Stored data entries

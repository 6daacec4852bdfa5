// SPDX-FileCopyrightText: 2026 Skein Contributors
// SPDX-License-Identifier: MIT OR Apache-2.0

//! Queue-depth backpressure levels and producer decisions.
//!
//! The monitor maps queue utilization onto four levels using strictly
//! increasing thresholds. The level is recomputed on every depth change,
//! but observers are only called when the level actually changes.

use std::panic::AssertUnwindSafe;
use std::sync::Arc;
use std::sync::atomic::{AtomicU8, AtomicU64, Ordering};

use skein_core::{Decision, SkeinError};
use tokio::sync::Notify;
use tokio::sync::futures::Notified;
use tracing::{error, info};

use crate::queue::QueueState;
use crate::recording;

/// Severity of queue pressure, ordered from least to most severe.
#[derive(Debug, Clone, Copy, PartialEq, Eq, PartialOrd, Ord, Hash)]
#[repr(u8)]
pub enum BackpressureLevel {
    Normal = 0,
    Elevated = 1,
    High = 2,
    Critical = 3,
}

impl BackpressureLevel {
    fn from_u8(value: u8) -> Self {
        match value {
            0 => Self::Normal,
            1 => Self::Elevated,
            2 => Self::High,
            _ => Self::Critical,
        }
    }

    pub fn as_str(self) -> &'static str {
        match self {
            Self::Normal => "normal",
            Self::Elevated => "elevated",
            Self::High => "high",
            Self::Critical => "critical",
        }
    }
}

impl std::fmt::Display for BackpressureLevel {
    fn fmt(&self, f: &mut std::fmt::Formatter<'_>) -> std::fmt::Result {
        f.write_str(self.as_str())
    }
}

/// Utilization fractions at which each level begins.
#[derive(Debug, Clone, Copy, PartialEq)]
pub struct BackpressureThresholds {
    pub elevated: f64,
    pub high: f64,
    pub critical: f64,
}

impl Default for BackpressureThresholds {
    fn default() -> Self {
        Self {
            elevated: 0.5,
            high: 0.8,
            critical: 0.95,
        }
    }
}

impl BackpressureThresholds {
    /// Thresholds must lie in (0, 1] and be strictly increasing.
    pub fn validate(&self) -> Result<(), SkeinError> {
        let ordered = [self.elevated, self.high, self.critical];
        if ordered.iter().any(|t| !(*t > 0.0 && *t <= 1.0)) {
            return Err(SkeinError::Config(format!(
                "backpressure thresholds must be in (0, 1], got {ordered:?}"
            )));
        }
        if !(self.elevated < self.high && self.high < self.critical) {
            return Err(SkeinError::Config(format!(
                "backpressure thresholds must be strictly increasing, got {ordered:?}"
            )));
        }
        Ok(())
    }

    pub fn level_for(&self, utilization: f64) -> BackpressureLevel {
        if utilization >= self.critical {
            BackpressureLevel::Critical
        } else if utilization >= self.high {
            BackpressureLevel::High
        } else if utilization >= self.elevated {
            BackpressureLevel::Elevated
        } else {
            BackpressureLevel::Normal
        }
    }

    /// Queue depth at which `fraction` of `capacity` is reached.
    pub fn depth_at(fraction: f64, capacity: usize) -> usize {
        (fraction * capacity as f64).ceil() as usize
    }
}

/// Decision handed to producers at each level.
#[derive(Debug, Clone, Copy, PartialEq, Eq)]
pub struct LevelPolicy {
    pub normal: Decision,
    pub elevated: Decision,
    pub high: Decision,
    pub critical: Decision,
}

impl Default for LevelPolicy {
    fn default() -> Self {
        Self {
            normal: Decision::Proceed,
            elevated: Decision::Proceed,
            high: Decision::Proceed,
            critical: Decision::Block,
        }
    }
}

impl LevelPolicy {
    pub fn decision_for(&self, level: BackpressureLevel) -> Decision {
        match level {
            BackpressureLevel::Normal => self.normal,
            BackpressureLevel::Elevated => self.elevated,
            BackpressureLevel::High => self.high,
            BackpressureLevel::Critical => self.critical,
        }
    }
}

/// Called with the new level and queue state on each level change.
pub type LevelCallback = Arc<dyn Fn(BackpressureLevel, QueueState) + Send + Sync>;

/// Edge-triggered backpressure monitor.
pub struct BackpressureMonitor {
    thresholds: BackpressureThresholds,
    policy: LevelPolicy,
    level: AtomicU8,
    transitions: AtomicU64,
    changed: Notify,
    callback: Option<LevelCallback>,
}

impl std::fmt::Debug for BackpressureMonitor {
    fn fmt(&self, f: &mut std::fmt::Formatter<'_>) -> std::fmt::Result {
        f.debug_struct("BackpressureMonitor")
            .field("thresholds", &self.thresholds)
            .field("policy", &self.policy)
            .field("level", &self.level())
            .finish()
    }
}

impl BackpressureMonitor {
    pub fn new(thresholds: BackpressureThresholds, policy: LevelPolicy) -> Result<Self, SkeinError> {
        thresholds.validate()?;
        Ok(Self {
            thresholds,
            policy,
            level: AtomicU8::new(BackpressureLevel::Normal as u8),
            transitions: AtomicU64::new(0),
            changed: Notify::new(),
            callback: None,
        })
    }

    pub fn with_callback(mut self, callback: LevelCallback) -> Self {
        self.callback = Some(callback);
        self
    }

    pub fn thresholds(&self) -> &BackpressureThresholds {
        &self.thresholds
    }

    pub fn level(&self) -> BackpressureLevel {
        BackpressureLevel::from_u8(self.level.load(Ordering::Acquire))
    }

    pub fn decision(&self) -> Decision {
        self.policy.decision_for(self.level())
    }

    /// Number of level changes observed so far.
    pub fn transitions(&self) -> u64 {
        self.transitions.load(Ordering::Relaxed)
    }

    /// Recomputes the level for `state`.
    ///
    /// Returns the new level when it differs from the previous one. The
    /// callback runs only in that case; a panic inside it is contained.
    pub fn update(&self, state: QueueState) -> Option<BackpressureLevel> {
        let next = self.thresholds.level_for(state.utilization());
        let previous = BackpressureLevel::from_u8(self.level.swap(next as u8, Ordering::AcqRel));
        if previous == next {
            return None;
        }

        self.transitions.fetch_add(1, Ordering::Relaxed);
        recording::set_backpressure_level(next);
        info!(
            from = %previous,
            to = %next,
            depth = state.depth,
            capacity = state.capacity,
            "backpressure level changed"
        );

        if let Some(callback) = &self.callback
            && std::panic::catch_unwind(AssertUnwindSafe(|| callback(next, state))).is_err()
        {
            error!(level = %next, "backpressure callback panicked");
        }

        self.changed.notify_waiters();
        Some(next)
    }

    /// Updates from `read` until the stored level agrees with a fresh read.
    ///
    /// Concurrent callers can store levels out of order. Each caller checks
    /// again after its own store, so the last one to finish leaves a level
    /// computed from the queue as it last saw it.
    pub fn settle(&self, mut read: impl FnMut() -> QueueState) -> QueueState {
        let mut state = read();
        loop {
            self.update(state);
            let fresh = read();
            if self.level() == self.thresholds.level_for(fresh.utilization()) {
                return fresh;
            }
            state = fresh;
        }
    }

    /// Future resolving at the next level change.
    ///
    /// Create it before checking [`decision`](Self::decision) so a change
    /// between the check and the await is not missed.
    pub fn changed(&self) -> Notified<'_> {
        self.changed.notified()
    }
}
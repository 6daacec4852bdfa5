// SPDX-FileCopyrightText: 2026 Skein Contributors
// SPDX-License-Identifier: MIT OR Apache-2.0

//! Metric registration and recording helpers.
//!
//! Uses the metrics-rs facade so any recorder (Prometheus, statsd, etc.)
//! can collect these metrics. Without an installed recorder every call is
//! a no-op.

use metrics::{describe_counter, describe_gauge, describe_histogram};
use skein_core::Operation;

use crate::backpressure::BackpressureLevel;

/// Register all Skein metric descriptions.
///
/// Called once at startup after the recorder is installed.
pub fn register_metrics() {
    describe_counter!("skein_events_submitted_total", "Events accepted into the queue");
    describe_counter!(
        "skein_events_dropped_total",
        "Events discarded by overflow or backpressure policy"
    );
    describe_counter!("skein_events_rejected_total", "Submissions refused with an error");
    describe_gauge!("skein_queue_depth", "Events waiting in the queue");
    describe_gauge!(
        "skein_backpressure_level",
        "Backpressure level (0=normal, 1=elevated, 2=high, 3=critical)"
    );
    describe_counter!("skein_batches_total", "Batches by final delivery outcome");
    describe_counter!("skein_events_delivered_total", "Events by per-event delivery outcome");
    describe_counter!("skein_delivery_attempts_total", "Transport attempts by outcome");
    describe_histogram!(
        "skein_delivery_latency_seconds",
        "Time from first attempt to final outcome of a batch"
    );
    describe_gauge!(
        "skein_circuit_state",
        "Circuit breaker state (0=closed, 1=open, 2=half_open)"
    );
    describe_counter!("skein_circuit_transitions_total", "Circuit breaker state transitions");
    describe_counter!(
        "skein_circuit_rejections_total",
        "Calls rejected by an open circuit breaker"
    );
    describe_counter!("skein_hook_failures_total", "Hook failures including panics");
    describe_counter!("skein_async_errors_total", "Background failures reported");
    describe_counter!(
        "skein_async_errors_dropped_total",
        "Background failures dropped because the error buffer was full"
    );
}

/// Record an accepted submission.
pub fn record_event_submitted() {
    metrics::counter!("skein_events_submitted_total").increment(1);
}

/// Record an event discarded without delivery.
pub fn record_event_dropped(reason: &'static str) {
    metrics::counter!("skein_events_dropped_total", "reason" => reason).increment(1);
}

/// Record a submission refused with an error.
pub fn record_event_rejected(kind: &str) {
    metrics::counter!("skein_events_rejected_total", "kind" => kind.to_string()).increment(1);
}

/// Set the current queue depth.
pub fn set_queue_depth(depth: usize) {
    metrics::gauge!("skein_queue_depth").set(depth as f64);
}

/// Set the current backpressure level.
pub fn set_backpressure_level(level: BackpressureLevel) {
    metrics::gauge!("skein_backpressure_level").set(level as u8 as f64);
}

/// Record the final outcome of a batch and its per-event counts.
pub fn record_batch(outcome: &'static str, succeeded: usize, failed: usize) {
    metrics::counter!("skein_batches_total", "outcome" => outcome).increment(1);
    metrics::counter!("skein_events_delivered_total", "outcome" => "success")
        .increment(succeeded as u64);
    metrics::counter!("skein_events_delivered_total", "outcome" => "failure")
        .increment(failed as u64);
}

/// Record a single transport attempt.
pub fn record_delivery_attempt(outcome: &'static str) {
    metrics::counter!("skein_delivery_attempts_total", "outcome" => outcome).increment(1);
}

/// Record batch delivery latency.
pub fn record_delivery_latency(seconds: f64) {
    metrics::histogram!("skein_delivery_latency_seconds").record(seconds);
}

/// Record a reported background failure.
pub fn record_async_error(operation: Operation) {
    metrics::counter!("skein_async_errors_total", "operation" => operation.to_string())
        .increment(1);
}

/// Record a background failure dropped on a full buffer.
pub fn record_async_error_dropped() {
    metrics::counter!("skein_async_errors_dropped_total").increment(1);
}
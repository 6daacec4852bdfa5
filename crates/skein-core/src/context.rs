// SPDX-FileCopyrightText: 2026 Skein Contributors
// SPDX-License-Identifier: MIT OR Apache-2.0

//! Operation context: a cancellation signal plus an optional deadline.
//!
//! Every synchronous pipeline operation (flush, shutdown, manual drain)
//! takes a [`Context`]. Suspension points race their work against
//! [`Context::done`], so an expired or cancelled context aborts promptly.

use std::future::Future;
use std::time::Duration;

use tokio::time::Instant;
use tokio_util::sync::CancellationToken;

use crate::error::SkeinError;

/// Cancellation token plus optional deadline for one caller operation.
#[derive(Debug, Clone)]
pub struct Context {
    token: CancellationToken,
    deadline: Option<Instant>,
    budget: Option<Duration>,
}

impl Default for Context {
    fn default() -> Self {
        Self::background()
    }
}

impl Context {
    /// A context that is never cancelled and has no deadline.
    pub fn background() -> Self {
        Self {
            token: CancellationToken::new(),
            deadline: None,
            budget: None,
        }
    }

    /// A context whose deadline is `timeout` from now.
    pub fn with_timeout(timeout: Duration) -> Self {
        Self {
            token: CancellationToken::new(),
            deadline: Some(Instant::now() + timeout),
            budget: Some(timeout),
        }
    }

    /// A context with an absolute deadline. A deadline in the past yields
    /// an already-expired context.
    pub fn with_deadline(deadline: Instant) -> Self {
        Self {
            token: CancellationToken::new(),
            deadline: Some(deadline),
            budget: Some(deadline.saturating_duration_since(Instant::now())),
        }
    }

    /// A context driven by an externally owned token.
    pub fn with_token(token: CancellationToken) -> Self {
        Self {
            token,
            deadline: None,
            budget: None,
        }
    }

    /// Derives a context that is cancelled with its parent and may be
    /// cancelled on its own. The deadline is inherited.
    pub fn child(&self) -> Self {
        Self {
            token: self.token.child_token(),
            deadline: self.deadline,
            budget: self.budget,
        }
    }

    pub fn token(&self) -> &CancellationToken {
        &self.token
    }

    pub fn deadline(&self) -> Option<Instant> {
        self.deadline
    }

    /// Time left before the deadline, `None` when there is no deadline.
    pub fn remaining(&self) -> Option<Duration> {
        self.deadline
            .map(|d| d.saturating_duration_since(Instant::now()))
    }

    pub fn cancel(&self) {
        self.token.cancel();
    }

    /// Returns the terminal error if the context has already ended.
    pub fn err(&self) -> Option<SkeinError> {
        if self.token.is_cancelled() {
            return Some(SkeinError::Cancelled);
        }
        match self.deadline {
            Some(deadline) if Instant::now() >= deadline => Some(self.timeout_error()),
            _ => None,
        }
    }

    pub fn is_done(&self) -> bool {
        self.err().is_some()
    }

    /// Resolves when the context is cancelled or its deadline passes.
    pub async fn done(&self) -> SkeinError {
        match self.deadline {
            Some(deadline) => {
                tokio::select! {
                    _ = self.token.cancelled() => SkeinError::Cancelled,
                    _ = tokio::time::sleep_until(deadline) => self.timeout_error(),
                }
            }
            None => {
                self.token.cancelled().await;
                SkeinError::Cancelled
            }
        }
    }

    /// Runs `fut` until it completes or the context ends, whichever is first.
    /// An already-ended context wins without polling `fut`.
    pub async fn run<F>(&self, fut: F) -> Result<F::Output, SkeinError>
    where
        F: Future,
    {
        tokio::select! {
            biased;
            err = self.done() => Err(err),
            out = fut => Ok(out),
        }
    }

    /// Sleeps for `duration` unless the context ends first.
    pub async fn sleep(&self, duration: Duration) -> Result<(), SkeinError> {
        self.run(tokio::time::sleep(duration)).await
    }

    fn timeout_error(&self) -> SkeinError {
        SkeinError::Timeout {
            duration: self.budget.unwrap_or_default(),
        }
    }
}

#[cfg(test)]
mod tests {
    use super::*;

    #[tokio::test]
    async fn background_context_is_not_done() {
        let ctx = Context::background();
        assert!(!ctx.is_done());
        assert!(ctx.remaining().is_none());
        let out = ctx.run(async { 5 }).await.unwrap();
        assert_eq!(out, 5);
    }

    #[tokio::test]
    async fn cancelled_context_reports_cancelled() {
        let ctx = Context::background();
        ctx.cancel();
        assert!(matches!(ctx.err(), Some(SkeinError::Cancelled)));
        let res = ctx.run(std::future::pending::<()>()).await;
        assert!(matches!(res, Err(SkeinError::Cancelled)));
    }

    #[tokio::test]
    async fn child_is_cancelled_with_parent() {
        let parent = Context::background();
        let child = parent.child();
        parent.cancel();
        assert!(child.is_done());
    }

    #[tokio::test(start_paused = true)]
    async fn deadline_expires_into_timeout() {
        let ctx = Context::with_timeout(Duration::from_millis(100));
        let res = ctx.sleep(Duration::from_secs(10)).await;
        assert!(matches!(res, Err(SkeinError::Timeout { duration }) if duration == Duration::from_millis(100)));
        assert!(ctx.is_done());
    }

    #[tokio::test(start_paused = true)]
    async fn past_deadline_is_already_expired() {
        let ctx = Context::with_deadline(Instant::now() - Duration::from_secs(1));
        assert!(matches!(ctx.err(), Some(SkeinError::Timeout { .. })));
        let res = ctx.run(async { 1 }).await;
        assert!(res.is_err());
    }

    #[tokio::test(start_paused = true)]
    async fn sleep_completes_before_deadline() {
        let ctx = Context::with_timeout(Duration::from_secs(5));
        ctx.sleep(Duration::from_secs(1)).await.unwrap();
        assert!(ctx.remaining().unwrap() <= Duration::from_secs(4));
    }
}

## What you will do
Please restate the records word for word. Go from the first line to the line with "use std::sync::Arc;" and include both.

## Finished task
repository 6daacec4852bdfa5
// SPDX-FileCopyrightText: 2026 Skein Contributors
// SPDX-License-Identifier: MIT OR Apache-2.0

//! Queue-depth backpressure levels and producer decisions.
//!
//! The monitor maps queue utilization onto four levels using strictly
//! increasing thresholds. The level is recomputed on every depth change,
//! but observers are only called when the level actually changes.

use std::panic::AssertUnwindSafe;
use std::sync::Arc;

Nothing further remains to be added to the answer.